Dataset records section start
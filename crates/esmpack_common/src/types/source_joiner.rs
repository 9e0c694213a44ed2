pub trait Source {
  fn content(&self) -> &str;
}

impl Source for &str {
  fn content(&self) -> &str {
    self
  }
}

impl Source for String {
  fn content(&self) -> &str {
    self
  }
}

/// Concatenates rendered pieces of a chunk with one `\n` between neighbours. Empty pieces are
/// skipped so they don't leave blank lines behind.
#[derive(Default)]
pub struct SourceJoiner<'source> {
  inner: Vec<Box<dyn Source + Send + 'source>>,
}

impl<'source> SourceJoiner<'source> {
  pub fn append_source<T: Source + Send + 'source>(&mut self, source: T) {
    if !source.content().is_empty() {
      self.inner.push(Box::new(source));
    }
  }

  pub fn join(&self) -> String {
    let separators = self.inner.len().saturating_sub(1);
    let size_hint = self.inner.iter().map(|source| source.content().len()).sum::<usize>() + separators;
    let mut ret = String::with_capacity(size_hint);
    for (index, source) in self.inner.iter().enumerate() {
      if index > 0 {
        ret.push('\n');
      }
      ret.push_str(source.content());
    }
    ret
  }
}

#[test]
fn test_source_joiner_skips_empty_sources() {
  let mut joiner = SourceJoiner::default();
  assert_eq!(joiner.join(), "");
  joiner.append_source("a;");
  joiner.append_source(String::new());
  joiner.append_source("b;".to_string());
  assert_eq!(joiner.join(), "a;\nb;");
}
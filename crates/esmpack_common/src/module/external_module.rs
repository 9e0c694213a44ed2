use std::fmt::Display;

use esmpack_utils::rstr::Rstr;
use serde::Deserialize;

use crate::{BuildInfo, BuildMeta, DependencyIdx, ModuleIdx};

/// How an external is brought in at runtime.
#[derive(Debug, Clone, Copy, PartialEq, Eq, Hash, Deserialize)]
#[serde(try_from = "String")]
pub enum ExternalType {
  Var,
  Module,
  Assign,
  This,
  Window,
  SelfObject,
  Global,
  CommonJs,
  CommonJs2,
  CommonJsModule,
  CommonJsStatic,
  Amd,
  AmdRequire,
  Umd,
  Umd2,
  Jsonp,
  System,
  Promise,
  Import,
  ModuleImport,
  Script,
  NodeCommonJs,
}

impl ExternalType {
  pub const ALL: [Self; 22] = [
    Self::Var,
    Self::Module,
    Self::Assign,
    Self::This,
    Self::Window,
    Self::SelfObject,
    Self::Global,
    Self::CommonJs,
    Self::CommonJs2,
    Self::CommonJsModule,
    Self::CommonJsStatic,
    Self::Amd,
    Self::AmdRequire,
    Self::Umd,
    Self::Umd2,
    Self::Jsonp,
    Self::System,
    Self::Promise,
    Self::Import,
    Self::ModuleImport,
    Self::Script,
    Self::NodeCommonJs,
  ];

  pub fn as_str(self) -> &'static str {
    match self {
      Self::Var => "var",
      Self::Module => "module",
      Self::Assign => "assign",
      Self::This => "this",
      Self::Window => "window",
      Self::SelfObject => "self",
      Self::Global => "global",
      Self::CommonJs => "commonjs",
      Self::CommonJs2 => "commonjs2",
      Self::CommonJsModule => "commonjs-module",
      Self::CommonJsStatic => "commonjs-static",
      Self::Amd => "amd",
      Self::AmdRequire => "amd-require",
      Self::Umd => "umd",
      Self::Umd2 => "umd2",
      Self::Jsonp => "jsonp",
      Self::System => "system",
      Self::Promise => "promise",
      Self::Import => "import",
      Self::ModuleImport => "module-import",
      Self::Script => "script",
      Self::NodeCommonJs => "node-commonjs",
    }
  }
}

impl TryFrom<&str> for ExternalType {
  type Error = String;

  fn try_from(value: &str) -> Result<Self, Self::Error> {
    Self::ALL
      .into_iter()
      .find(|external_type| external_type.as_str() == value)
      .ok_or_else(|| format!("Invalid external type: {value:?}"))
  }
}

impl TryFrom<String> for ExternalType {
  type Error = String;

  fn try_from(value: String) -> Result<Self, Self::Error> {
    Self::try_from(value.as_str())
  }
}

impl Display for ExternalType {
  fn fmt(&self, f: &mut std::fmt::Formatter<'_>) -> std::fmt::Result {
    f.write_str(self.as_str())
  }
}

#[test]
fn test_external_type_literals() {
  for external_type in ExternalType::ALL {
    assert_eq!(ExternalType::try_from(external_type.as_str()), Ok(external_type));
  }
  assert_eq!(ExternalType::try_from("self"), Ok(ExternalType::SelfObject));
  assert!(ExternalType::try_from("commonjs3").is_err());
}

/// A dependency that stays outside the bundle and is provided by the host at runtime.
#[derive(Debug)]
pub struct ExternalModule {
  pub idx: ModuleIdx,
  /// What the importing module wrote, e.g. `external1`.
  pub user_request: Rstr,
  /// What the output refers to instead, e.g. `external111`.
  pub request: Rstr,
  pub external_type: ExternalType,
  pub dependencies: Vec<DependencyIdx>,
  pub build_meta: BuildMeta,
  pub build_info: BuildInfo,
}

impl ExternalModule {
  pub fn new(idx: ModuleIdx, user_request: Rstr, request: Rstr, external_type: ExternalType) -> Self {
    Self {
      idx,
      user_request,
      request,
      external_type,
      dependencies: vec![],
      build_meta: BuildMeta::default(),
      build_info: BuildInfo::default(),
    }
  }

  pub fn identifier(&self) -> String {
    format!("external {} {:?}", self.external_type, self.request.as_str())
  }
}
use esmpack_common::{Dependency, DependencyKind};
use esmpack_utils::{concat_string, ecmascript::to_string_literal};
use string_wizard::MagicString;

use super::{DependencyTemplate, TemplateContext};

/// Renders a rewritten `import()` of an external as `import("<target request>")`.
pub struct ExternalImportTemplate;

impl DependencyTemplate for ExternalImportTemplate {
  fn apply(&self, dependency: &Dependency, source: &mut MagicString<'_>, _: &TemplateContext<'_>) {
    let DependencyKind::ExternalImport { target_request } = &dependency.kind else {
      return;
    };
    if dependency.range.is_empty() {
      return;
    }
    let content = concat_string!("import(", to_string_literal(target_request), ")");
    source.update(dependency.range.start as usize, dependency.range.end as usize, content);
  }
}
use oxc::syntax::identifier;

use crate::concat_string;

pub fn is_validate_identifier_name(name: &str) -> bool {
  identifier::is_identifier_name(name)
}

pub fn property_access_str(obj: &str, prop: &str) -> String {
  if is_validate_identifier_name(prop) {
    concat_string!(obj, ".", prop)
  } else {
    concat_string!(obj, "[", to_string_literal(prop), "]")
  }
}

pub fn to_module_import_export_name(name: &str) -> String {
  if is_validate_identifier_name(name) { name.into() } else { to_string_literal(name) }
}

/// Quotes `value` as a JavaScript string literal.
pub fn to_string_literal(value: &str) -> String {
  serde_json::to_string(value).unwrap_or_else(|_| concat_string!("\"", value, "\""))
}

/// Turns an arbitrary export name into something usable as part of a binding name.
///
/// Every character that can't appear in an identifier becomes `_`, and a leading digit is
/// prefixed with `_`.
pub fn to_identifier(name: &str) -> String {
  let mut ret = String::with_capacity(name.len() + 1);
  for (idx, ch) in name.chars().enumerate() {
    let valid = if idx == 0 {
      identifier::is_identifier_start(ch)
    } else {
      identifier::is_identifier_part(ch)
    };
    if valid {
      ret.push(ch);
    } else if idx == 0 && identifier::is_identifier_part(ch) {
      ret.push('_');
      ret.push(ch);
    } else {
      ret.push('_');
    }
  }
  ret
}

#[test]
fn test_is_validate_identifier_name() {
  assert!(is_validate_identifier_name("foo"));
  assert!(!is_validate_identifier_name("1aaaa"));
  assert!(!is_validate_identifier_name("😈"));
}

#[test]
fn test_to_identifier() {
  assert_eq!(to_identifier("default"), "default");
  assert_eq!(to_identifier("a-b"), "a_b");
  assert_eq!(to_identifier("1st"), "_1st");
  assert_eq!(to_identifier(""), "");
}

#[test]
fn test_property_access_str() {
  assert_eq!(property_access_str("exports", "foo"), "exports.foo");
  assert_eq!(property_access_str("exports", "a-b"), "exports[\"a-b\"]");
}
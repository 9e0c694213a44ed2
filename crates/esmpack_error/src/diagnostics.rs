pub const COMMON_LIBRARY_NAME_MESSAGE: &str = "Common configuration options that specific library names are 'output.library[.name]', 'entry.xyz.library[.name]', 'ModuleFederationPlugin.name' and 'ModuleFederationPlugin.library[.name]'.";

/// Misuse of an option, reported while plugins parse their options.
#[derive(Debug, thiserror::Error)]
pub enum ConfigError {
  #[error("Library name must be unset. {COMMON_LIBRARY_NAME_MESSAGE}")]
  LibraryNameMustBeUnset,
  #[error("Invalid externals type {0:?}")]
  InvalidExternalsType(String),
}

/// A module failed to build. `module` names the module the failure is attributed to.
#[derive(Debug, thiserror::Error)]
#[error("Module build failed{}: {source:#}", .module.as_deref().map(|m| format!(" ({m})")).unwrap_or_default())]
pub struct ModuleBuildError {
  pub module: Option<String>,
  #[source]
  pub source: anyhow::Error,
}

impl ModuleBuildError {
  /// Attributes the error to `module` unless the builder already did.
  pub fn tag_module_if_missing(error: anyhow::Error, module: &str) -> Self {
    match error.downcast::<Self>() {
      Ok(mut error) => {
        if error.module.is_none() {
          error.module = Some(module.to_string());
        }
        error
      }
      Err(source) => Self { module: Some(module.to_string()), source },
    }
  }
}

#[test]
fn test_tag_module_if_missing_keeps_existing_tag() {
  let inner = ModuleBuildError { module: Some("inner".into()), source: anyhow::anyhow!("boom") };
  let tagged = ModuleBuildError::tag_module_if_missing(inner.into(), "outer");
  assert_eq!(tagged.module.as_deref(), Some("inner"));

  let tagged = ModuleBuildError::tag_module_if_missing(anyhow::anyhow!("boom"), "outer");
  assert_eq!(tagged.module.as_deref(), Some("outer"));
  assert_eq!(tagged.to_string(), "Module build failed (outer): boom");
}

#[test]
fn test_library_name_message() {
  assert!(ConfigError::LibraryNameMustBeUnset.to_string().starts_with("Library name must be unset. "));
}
Dataset records section end
__What to do__. Quote the records above from their first line through the line containing "use serde::Deserialize;", both ends included.

__Task output__.
filename crates/esmpack_common/src/types/source_joiner.rs
repository 9e0c694213a44ed2
pub trait Source {
  fn content(&self) -> &str;
}

impl Source for &str {
  fn content(&self) -> &str {
    self
  }
}

impl Source for String {
  fn content(&self) -> &str {
    self
  }
}

/// Concatenates rendered pieces of a chunk with one `\n` between neighbours. Empty pieces are
/// skipped so they don't leave blank lines behind.
#[derive(Default)]
pub struct SourceJoiner<'source> {
  inner: Vec<Box<dyn Source + Send + 'source>>,
}

impl<'source> SourceJoiner<'source> {
  pub fn append_source<T: Source + Send + 'source>(&mut self, source: T) {
    if !source.content().is_empty() {
      self.inner.push(Box::new(source));
    }
  }

  pub fn join(&self) -> String {
    let separators = self.inner.len().saturating_sub(1);
    let size_hint = self.inner.iter().map(|source| source.content().len()).sum::<usize>() + separators;
    let mut ret = String::with_capacity(size_hint);
    for (index, source) in self.inner.iter().enumerate() {
      if index > 0 {
        ret.push('\n');
      }
      ret.push_str(source.content());
    }
    ret
  }
}

#[test]
fn test_source_joiner_skips_empty_sources() {
  let mut joiner = SourceJoiner::default();
  assert_eq!(joiner.join(), "");
  joiner.append_source("a;");
  joiner.append_source(String::new());
  joiner.append_source("b;".to_string());
  assert_eq!(joiner.join(), "a;\nb;");
}
filename crates/esmpack_common/src/module/external_module.rs
repository 9e0c694213a44ed2
use std::fmt::Display;

use esmpack_utils::rstr::Rstr;
use serde::Deserialize;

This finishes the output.